_WORK TO BE COMPLETED_
Go to the line holding "type Err = String;" in the entries below and write out exactly every line down to and including the line holding "for spatial aggregation.".

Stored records

==================================================

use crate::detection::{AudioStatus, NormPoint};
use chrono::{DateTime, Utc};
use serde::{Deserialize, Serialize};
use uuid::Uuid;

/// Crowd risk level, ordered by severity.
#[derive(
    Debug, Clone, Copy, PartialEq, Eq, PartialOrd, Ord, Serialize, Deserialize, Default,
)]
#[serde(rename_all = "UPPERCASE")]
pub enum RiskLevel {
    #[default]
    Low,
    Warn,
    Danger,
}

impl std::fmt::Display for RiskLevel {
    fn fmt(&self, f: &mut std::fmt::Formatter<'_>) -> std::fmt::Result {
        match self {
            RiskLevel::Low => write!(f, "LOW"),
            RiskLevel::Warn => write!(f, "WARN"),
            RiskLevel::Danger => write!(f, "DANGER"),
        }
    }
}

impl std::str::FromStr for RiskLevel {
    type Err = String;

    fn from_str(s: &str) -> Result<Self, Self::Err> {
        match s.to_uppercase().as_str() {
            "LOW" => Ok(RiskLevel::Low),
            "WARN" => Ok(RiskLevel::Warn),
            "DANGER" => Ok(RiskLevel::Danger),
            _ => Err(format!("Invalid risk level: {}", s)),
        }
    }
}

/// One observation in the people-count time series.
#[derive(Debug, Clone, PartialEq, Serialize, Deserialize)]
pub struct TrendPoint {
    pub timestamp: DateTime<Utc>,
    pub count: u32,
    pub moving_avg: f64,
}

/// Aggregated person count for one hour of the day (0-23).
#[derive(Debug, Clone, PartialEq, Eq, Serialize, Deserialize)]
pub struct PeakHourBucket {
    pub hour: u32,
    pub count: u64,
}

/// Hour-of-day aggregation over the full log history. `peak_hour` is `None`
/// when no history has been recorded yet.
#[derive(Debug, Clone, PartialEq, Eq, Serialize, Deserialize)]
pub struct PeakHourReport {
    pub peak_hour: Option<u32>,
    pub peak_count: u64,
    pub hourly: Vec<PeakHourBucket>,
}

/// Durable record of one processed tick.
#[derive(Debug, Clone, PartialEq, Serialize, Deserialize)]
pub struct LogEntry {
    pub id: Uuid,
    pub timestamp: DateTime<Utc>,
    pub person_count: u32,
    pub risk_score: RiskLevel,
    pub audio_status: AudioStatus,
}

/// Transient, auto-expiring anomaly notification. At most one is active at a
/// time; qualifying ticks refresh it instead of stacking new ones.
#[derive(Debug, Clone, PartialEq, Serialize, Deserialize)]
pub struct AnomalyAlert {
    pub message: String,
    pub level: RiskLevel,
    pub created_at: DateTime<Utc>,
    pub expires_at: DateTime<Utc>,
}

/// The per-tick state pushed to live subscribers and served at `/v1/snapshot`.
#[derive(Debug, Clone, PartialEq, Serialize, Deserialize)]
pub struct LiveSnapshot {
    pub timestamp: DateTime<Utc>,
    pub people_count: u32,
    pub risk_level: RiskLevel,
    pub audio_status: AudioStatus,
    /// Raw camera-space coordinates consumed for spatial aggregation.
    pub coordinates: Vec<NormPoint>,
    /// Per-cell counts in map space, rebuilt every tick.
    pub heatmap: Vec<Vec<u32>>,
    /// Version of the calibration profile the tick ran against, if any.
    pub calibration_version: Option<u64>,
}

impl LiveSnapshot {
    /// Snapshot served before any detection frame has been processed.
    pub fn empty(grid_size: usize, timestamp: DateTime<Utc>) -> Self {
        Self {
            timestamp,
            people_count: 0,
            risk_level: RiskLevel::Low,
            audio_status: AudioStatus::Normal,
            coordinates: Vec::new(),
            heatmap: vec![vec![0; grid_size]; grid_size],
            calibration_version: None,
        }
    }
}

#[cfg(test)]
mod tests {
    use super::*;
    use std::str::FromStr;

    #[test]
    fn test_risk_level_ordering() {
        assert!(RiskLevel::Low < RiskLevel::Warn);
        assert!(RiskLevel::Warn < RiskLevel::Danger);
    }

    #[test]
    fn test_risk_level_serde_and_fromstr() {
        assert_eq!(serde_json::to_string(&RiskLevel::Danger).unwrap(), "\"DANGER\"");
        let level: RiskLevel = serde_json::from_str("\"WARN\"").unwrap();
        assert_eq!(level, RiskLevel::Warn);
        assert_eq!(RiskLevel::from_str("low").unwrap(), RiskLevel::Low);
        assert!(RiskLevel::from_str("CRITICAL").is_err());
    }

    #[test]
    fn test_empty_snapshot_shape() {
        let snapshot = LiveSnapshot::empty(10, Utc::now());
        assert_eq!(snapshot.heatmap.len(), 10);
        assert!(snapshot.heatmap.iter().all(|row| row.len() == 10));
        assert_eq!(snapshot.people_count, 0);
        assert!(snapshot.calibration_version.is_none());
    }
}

==================================================

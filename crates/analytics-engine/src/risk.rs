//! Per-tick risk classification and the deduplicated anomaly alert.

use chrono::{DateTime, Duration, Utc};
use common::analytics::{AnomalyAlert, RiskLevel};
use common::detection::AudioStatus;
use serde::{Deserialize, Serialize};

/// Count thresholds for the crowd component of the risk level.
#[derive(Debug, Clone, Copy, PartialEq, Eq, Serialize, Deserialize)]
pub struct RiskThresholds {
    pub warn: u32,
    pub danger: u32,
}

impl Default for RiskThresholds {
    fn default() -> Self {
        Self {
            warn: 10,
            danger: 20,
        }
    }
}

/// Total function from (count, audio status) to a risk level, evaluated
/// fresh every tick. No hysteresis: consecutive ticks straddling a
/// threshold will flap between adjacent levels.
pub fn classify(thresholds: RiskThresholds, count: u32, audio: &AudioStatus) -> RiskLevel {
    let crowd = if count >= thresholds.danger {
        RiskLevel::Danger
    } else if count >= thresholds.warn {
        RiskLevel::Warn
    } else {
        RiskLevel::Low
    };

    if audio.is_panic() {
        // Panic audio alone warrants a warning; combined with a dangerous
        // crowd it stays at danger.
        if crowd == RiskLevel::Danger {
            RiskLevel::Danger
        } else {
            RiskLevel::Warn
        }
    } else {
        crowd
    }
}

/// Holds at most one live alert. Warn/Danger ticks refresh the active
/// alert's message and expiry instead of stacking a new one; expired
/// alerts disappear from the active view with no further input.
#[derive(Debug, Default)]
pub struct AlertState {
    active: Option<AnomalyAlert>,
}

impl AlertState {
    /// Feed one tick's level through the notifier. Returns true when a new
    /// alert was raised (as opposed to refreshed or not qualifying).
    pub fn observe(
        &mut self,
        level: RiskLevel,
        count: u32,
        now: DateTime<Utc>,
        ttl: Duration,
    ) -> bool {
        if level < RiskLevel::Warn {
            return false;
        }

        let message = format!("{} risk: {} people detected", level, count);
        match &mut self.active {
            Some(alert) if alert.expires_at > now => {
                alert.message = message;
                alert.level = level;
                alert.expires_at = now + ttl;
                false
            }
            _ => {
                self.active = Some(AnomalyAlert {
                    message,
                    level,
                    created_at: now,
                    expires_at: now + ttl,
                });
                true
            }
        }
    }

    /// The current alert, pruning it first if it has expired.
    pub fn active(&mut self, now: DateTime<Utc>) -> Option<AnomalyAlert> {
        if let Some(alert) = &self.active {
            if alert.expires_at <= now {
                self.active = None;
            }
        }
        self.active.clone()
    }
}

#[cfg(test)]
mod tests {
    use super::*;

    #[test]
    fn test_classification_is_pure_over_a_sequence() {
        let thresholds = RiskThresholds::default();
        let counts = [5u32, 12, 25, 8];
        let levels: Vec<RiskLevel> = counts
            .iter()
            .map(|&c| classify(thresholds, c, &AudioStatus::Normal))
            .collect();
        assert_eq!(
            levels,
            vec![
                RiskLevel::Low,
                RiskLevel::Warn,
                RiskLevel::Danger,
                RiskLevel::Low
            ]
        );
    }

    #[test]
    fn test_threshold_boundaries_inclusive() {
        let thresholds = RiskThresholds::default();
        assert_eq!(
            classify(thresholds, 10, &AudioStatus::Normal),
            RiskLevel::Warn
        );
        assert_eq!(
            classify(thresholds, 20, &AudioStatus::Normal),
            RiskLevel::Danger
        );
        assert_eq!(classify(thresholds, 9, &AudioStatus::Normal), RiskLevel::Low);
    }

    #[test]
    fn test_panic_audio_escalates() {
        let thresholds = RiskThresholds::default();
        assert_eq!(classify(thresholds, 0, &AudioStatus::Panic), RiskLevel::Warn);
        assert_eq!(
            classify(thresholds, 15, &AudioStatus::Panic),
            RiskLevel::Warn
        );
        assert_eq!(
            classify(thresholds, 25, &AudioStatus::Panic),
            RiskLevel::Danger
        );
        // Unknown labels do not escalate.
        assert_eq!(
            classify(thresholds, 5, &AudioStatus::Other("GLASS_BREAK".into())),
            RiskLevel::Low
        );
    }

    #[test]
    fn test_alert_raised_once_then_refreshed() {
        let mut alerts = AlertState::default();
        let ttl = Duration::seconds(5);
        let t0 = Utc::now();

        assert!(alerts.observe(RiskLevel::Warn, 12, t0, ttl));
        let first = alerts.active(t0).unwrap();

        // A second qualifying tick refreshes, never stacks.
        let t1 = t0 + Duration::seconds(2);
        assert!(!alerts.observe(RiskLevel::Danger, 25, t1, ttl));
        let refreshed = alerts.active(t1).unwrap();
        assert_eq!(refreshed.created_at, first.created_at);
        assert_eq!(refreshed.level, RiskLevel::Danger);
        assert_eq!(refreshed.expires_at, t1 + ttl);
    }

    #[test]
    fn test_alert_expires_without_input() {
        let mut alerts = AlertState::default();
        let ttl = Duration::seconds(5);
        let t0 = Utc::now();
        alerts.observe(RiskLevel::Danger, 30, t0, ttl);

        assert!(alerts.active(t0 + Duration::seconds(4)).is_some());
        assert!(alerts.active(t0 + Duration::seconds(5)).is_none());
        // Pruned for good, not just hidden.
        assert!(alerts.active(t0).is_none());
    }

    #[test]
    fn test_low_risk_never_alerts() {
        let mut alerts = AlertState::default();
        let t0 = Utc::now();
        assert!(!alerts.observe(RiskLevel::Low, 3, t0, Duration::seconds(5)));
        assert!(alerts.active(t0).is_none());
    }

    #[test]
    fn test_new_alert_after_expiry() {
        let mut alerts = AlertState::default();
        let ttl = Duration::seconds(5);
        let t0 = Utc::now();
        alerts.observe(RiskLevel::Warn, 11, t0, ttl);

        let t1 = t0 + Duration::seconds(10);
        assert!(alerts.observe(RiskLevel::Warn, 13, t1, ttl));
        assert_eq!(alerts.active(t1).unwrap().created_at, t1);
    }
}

==================================================

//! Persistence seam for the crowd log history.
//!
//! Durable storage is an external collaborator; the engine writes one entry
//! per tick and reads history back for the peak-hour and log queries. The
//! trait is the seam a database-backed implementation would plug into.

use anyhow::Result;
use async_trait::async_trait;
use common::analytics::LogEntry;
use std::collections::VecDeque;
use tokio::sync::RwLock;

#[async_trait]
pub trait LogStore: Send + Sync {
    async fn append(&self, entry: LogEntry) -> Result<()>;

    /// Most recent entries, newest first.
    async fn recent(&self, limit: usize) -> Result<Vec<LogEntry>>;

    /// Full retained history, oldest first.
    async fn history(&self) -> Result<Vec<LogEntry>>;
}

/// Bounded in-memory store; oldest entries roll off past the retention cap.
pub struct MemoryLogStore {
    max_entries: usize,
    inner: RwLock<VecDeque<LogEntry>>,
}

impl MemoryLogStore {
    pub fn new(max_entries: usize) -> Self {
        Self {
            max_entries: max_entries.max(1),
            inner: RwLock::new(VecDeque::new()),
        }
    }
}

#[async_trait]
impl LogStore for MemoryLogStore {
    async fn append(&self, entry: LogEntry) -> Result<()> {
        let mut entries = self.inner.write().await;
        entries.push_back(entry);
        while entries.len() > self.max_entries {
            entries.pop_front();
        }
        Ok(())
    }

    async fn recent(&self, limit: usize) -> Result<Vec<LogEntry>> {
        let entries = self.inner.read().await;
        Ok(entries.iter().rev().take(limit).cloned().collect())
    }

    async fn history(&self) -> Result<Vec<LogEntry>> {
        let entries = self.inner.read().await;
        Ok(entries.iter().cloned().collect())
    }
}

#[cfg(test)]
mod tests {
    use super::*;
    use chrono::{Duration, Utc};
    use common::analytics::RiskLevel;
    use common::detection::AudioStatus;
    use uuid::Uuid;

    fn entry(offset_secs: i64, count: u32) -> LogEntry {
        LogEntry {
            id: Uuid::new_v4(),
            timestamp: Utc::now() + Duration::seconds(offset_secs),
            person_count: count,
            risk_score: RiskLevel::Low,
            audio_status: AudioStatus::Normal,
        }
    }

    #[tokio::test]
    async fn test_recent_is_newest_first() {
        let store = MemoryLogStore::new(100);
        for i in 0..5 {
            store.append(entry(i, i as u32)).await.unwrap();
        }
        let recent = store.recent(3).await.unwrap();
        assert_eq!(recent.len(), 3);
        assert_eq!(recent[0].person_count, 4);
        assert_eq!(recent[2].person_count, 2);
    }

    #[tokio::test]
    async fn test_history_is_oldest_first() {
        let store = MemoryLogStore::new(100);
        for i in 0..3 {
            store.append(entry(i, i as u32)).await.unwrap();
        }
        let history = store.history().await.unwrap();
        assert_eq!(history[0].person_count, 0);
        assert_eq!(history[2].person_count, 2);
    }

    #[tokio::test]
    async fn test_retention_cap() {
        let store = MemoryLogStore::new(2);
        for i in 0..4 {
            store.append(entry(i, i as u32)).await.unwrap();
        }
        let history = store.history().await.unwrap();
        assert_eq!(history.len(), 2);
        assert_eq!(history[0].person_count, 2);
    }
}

==================================================

_RESULT FOR THIS TASK_
    type Err = String;

    fn from_str(s: &str) -> Result<Self, Self::Err> {
        match s.to_uppercase().as_str() {
            "LOW" => Ok(RiskLevel::Low),
            "WARN" => Ok(RiskLevel::Warn),
            "DANGER" => Ok(RiskLevel::Danger),
            _ => Err(format!("Invalid risk level: {}", s)),
        }
    }
}

/// One observation in the people-count time series.
#[derive(Debug, Clone, PartialEq, Serialize, Deserialize)]
pub struct TrendPoint {
    pub timestamp: DateTime<Utc>,
    pub count: u32,
    pub moving_avg: f64,
}

/// Aggregated person count for one hour of the day (0-23).
#[derive(Debug, Clone, PartialEq, Eq, Serialize, Deserialize)]
pub struct PeakHourBucket {
    pub hour: u32,
    pub count: u64,
}

/// Hour-of-day aggregation over the full log history. `peak_hour` is `None`
/// when no history has been recorded yet.
#[derive(Debug, Clone, PartialEq, Eq, Serialize, Deserialize)]
pub struct PeakHourReport {
    pub peak_hour: Option<u32>,
    pub peak_count: u64,
    pub hourly: Vec<PeakHourBucket>,
}

/// Durable record of one processed tick.
#[derive(Debug, Clone, PartialEq, Serialize, Deserialize)]
pub struct LogEntry {
    pub id: Uuid,
    pub timestamp: DateTime<Utc>,
    pub person_count: u32,
    pub risk_score: RiskLevel,
    pub audio_status: AudioStatus,
}

/// Transient, auto-expiring anomaly notification. At most one is active at a
/// time; qualifying ticks refresh it instead of stacking new ones.
#[derive(Debug, Clone, PartialEq, Serialize, Deserialize)]
pub struct AnomalyAlert {
    pub message: String,
    pub level: RiskLevel,
    pub created_at: DateTime<Utc>,
    pub expires_at: DateTime<Utc>,
}

/// The per-tick state pushed to live subscribers and served at `/v1/snapshot`.
#[derive(Debug, Clone, PartialEq, Serialize, Deserialize)]
pub struct LiveSnapshot {
    pub timestamp: DateTime<Utc>,
    pub people_count: u32,
    pub risk_level: RiskLevel,
    pub audio_status: AudioStatus,
    /// Raw camera-space coordinates consumed for spatial aggregation.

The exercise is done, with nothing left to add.